Gracias a todos por interesaros y por vuestros posts. Intentare responder a todo.

Nunca he visto el led verde encendido mientras funciona el cargador.

Lo que si he hecho es comprobar el led abriendo el cargador y metiendo corriente directa al led para ver si encendia, y la verdad es que éste se enciende.

Las pilas que tengo son de Ni-MH y son de uns 700 MAh. + o -

cuando las saque del pack las puse a cargar unas 7 horas como decia en dicho pack

Tras siete horas no se encendio la luz verde y entonces las deje toda la noche y al dia siguiente seguia apagado el led verde de "completo"

Lo que si os digo es que el cargador dice que tras 5 horas de carga se desconecta.

Las pilas no se sobrecalentaron y el cargador tampoco; es como si estuviera desconectado!!

Bueno si necesitais mas información. preguntadme en este post.


----------



## wyr3x (Feb 9, 2006)

hola de nuevo grazni2 .... seria posible que nos mostrases una fotografia del cargador abierto? ... de ser asi supongo que habria mas material del cual averiguar la falla ....


----------



## grazni2 (Feb 10, 2006)

Hola a todos 

Acabo de leer el post donde me dices que os envie una foto del circuito del cargador.

Espero enviar la foto esta misma tarde; espero que sirva de algo si asi me podeis ayudar un poco más.

Hasta esta misma tarde.

Gracias a todos una vez mas.

Grazni2


----------



## grazni2 (Feb 10, 2006)

Hola a todos.

Os envio las fotos del circuito del cargador para que los estudies y ver cual puede ser el problema de no se encienda el led verde.

Espero ayudaros.

gracias de grazni2
_______________________________________________________________________


----------



## grazni2 (Feb 14, 2006)

Hola a todo el mundo; 

soy grazni2 ya he publicado las fotos del circuito del cargador como me pediste.

me resulta un tanto estraño que nadie haya visto las fotos y no me haya heccho ningun comentario.
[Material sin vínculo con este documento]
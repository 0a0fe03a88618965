//! The assembly test preprocessor built on [`crate::templating`].
//!
//! [`build_environment`] assembles the environment every jpp template is
//! rendered in:
//!
//! - filters `ext0`, `ext1`, `hex` and `selectkeys` ([`filters`])
//! - globals `V`, `N`, `Z`, `C` and `test_id()` ([`globals`])
//! - render parameters `base1` and `base2` for the top-level template
//!
//! [`plan`] turns command line values into a [`RenderPlan`] and [`driver`]
//! executes it.

pub mod driver;
pub mod filters;
pub mod globals;
pub mod plan;

pub use driver::{dependency_line, run, run_with};
pub use plan::{DepFile, Destination, Input, PlanRequest, RenderPlan};

use minijinja::{Environment, Value, context};

use crate::constants::{BASE1, BASE2};
use crate::templating::{TracingLoader, strict_environment};

/// Names of the render parameters.
const PARAMS: [&str; 2] = ["base1", "base2"];

/// The environment for one run, resolving templates through `loader`.
pub fn build_environment(loader: &TracingLoader) -> Environment<'static> {
    let mut env = strict_environment();
    loader.install(&mut env);
    env.add_filter("ext0", filters::ext0);
    env.add_filter("ext1", filters::ext1);
    env.add_filter("hex", filters::hex);
    env.add_filter("selectkeys", filters::selectkeys);
    globals::register(&mut env);
    env
}

/// Parameters bound for the top-level template and what it includes.
pub fn render_params() -> Value {
    context! { base1 => BASE1, base2 => BASE2 }
}

/// Every name a template can reference without binding it first.
pub fn bound_names() -> impl Iterator<Item = &'static str> {
    globals::names().chain(PARAMS)
}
Bueno supongo que tendreis cosas  mas importantes que hacer, cuando podais espero que me envies alguna respuesta y poder sacar algo mas en claro.

Hasta pronto y un saludo.
grazni2


----------



## wyr3x (Feb 14, 2006)

hola grazni2 ... disculpa la demora   ....
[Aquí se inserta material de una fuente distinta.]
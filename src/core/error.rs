//! Error reporting for the jpp command line.
//!
//! Library code returns typed errors ([`TemplateError`] from the engine,
//! `anyhow` context around I/O in the driver). At the process boundary
//! [`user_friendly_error`] turns whatever came back into an [`ErrorContext`]:
//! a [`JppError`] plus optional details and a suggestion, printed in colour
//! to stderr.
//!
//! ```rust,no_run
//! use jpp_cli::core::{JppError, ErrorContext, user_friendly_error};
//!
//! let ctx = user_friendly_error(anyhow::anyhow!("something failed"));
//! ctx.display();
//!
//! let ctx = ErrorContext::new(JppError::Other("bad input".into()))
//!     .with_suggestion("Run with --verbose for more output");
//! assert!(ctx.to_string().contains("Suggestion"));
//! ```

use std::fmt;
use std::io;

use colored::Colorize;
use thiserror::Error;

use crate::templating::TemplateError;

/// Failures reported to the user.
#[derive(Error, Debug, Clone, PartialEq, Eq)]
pub enum JppError {
    /// Loading, compiling or rendering a template failed
    #[error("{kind}: {message}")]
    Template { kind: &'static str, message: String },

    /// The process may not read or write a file
    #[error("Permission denied: {message}")]
    PermissionDenied { message: String },

    /// A file or directory involved in the run is missing
    #[error("File not found: {message}")]
    FileNotFound { message: String },

    /// Anything else, with its full context chain
    #[error("{0}")]
    Other(String),
}

/// A [`JppError`] with the extra lines shown below it.
#[derive(Debug)]
pub struct ErrorContext {
    pub error: JppError,
    /// Shown in green
    pub suggestion: Option<String>,
    /// Shown in yellow
    pub details: Option<String>,
}

impl ErrorContext {
    #[must_use]
    pub const fn new(error: JppError) -> Self {
        Self {
            error,
            suggestion: None,
            details: None,
        }
    }

    pub fn with_suggestion(mut self, suggestion: impl Into<String>) -> Self {
        self.suggestion = Some(suggestion.into());
        self
    }

    pub fn with_details(mut self, details: impl Into<String>) -> Self {
        self.details = Some(details.into());
        self
    }

    /// Print to stderr: the error in bold red, details in yellow and the
    /// suggestion in green.
    pub fn display(&self) {
        eprintln!("{}: {}", "error".red().bold(), self.error);

        if let Some(details) = &self.details {
            eprintln!("{}: {}", "details".yellow(), details);
        }

        if let Some(suggestion) = &self.suggestion {
            eprintln!("{}: {}", "suggestion".green(), suggestion);
        }
    }
}

impl fmt::Display for ErrorContext {
    fn fmt(&self, f: &mut fmt::Formatter<'_>) -> fmt::Result {
        write!(f, "{}", self.error)?;

        if let Some(details) = &self.details {
            write!(f, "\nDetails: {details}")?;
        }

        if let Some(suggestion) = &self.suggestion {
            write!(f, "\nSuggestion: {suggestion}")?;
        }

        Ok(())
    }
}

/// Convert any error reaching `main` into a displayable [`ErrorContext`].
pub fn user_friendly_error(error: anyhow::Error) -> ErrorContext {
    if let Some(jpp_error) = error.downcast_ref::<JppError>() {
        return ErrorContext::new(jpp_error.clone());
    }

    if let Some(template_error) = error.downcast_ref::<TemplateError>() {
        return template_error_context(template_error);
    }

    if let Some(io_error) = error.downcast_ref::<io::Error>() {
        let message = format!("{error:#}");
        match io_error.kind() {
            io::ErrorKind::PermissionDenied => {
                return ErrorContext::new(JppError::PermissionDenied {
                    message,
                })
                .with_suggestion("Check the permissions of the input file and output directory");
            }
            io::ErrorKind::NotFound => {
                return ErrorContext::new(JppError::FileNotFound {
                    message,
                })
                .with_suggestion("Check that the file or directory exists and the path is correct");
            }
            _ => {}
        }
    }

    ErrorContext::new(JppError::Other(format!("{error:#}")))
}

fn template_error_context(error: &TemplateError) -> ErrorContext {
    let context = ErrorContext::new(JppError::Template {
        kind: error.kind(),
        message: error.to_string(),
    });

    match error {
        TemplateError::UndefinedName {
            suggestions,
            ..
        } if !suggestions.is_empty() => {
            context.with_suggestion(format!("Did you mean {}?", quoted(suggestions)))
        }
        TemplateError::UndefinedName {
            ..
        } => context
            .with_details("Templates may only reference names that are bound")
            .with_suggestion(
                "Bind it with {% set %}, or test it with 'is defined' or '| default(...)'",
            ),
        TemplateError::NotFound {
            ..
        } => context.with_suggestion(
            "Template names are resolved relative to the directory of the input file",
        ),
        TemplateError::ParseError {
            ..
        } => context.with_suggestion(
            "Output uses {{ ... }}, statements use {% ... %} and comments use {# ... #}",
        ),
        TemplateError::TypeMismatch {
            ..
        } => context.with_suggestion("Check the type of the value passed to the filter or operator"),
        TemplateError::Io(source) => context.with_details(source.to_string()),
    }
}

fn quoted(names: &[String]) -> String {
    names.iter().map(|name| format!("'{name}'")).collect::<Vec<_>>().join(", ")
}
por lo que veo ... no entiendo que anda mal ... pero me llamó la atención una pista de color amarillento, que por lo que llego a ver, parece cortada en un punto .... revisa la continuidad con un multimetro .... saludos!


----------



## grazni2 (Feb 15, 2006)

Hola wyr3x:

He leido tu respuesta donde me dices que crees que puede haber una pista cortada y que la compruebe.
Dices que es una pista "amarillenta" con lo que no estoy muy seguro de a cual te refieres, por eso te pongo una foto remarcando la pista a la que creo que me indicas.
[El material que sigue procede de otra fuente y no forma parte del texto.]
//! Template source resolution with dependency tracking.
//!
//! [`TracingLoader`] reads template names relative to one base directory and
//! remembers every name whose source it read. Dependency output is built
//! from that record.

use std::collections::BTreeSet;
use std::fs;
use std::io;
use std::path::{Component, Path, PathBuf};
use std::sync::{Arc, Mutex, PoisonError};

use minijinja::{Environment, Error, ErrorKind};

/// Reads templates below a base directory and records the names it served.
///
/// Names are `/`-separated paths relative to the base. Absolute names and
/// names with `..` components are reported as not found.
///
/// A name is recorded once its source has been read, before the engine
/// parses it, so a template with a syntax error still counts as a
/// dependency. Clones share one record.
#[derive(Debug, Clone)]
pub struct TracingLoader {
    base: PathBuf,
    touched: Arc<Mutex<BTreeSet<String>>>,
}

impl TracingLoader {
    pub fn new(base: impl Into<PathBuf>) -> Self {
        Self {
            base: base.into(),
            touched: Arc::default(),
        }
    }

    pub fn base(&self) -> &Path {
        &self.base
    }

    /// Make this loader the template source of `env`.
    pub fn install(&self, env: &mut Environment<'_>) {
        let loader = self.clone();
        env.set_loader(move |name| loader.load(name).map(Some));
    }

    /// Read the source of `name`, recording it on success.
    pub fn load(&self, name: &str) -> Result<String, Error> {
        let path = self.resolve(name).ok_or_else(|| {
            tracing::debug!(template = name, "rejecting template name outside the base directory");
            not_found(name)
        })?;
        if !path.is_file() {
            return Err(not_found(name)
                .with_source(io::Error::new(io::ErrorKind::NotFound, format!("{} is not a file", path.display()))));
        }
        let source = fs::read_to_string(&path).map_err(|e| {
            Error::new(ErrorKind::TemplateNotFound, format!("template '{name}' could not be read")).with_source(e)
        })?;

        let mut touched = self.touched.lock().unwrap_or_else(PoisonError::into_inner);
        if touched.insert(name.to_string()) {
            tracing::debug!(template = name, path = %path.display(), "recorded template dependency");
        }
        Ok(source)
    }

    /// Names read so far, sorted and without duplicates.
    pub fn touched(&self) -> Vec<String> {
        self.touched.lock().unwrap_or_else(PoisonError::into_inner).iter().cloned().collect()
    }

    fn resolve(&self, name: &str) -> Option<PathBuf> {
        let relative = Path::new(name);
        let confined = relative.components().all(|c| matches!(c, Component::Normal(_) | Component::CurDir));
        if name.is_empty() || !confined {
            return None;
        }
        Some(self.base.join(relative))
    }
}

fn not_found(name: &str) -> Error {
    Error::new(ErrorKind::TemplateNotFound, format!("template '{name}' not found"))
}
Si esto es asi, dime si la pista a la que te refieres es la que yo he remarcado en rojo con una flecha.

Muchas gracias por contestarme.

grazni2
___________________________________________________


----------



## wyr3x (Feb 15, 2006)

exacto, diste en el clavo ... revisa su ontinuidad con un multimetro .... suerte!


----------



## grazni2 (Feb 16, 2006)

Hola wyr3x:

Te escribo para decirte que he comprobado la pista que posiblemente estuviera cortada, pero NO LO ESTÁ.

Además he comprobado otras pistas por si acaso y todo correcto....¿CREO?

Pienso que a lo mejor sea algíun componente (resistencia, condensador, diodo, etc...) que esté malo.....; pero esto yo no lo se indentificar porque no se utilizar el tester de comprobación de todos los componentes(NO SOY ELECTRICISTA/ELECTRONICO)

Bueno lo de la continuidad sí SE COMPROBARLO porque es algo básico.

Para finalizar te diré que ya he cerrado el aparato y lo dejaré  así "POR EL MOMENTO". Ya que aunque no se enciende el led de indicador de completo las pilas me cargan + o - bien; puesto que el jodido cargador tras 5 horas de funcinamiento enchufado a la pared se desconecta sin indicar nada; claro está. De ahí mis preguntas y apertura de este hilo.

Gracias a todos por todo, por vuestra ayuda y el interés  que habeis mostrado.

Hasta otra ocasión con futuras .......... preguntas y dudas.

SALU2 DE GRAZNI2


----------